Her loss to Holm ensured there are no longer any delusions to her grandeur.
The biggest female athlete on the planet may already no longer be the best. But in July the former Olympic judoka will headline what stands to be among the highest-paid rematches in fighting history, of any discipline, and of any gender.
It’s a big statement in the prizefighting game – which more than any other professional sport embraces the uncomfortable relationship between the fan’s back pocket and the direction it takes.
From those who organise fight cards, to the clubs and casino and sports halls that host them, to the trainers that coach and select the fighters, the bottom line looms large.
Who will sell?
It’s an uneasy standard hangs that over everything.
And the consensus is that, by and large, fight fans are not interested in bouts by fought by female boxers. They do not, by extension, pay, in a sport where livelihoods and mortgage payments often already hang on a judge’s call, a lucky punch.
While the hope is that the rising tide of Rousey and the MMA – there were more than 1 million pay-per-view subscribers for her fight in Dec, the second-highest of all time – raises all ships, it remains almost impossible for the next generation of Rouseys or Holms or Adams’ to see a woman box on TV in the UK.

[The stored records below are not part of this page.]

// Copyright (c) 2022-2023 The MobileCoin Foundation

//! Solana app protocol objects.
//!
//! Flows: `get_public_keys` / `get_user_verified_public_key` (one request,
//! batched response) and `sign_txn` (initiate → chunked transaction data →
//! verify → signature, see the engine state machine in `vault-apps-core`).

use crate::{
    chunk::{ChunkAck, ChunkPayload},
    GetPublicKeysInitiate, WalletId,
};

/// Solana raw public key length
pub const PUB_KEY_SIZE: usize = 32;

/// Solana blockhash length
pub const BLOCKHASH_SIZE: usize = 32;

/// ED25519 signature length
pub const SIGNATURE_SIZE: usize = 64;

/// Top-level Solana query
#[derive(Clone, PartialEq, Debug)]
pub enum SolanaRequest {
    /// Export public keys for a list of derivation paths
    GetPublicKeys(GetPublicKeysInitiate),
    /// Export one public key, verifying the address on-device
    GetUserVerifiedPublicKey(GetPublicKeysInitiate),
    /// Multi-step transaction signing flow
    SignTxn(SignTxnRequest),
}

/// `sign_txn` request steps
#[derive(Clone, PartialEq, Debug)]
pub enum SignTxnRequest {
    Initiate(SignTxnInitiate),
    TxnData(ChunkPayload),
    /// Host acknowledgement of the on-device verification, gates seed
    /// reconstruction
    Verify,
    /// Carries the latest blockhash to substitute before signing
    Signature { blockhash: [u8; BLOCKHASH_SIZE] },
}

/// `sign_txn` initiate snapshot, retained for the whole session
#[derive(Clone, PartialEq, Debug)]
pub struct SignTxnInitiate {
    pub wallet_id: WalletId,
    pub derivation_path: Vec<u32>,
    /// Declared size of the unsigned transaction, bounds the single
    /// buffer allocation
    pub transaction_size: u32,
}

/// Top-level Solana response
#[derive(Clone, PartialEq, Debug)]
pub enum SolanaResponse {
    PublicKeys(Vec<[u8; PUB_KEY_SIZE]>),
    SignTxn(SignTxnResponse),
}

/// `sign_txn` response steps
#[derive(Clone, PartialEq, Debug)]
pub enum SignTxnResponse {
    /// Initiate accepted, user confirmed the send
    Confirmation,
    /// One chunk consumed
    DataAccepted(ChunkAck),
    /// Seed reconstructed, ready for the signature request
    Verify,
    /// Final transaction signature
    Signature([u8; SIGNATURE_SIZE]),
}
// Copyright (c) 2022-2023 The MobileCoin Foundation

//! Per-chain signing engines and the exchange/swap orchestrator.

pub mod exchange;
pub mod solana;
pub mod starknet;
pub mod stellar;
pub mod xrp;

Those young fighters are there however. And in many ways, more resilient because of the obstacles they face.
Between the absence of prominent female figures within boxing (Roberts has never encountered a female coach), the societal pressures pushing them away from a sport that until 1996 was prohibitively masculine at the professional level, and the lack of opponents, if you are in the sport, it is not by accident.
If you are a young woman who boxes, you really want to do it.
Inspire A Generation was the motto of London 2012, and it half-succeeded. There is growing number of young women up and down the country turning to boxing gyms.
But there remains a real disconnect between each level of boxing – from Anna to Rhiannon to Nicola to Ronda – and the sport owes it to the current influx, to showcase its own Amir Khans and Anthony Joshuas, to show in Robert’s words that there is a way to “climb the ladder”.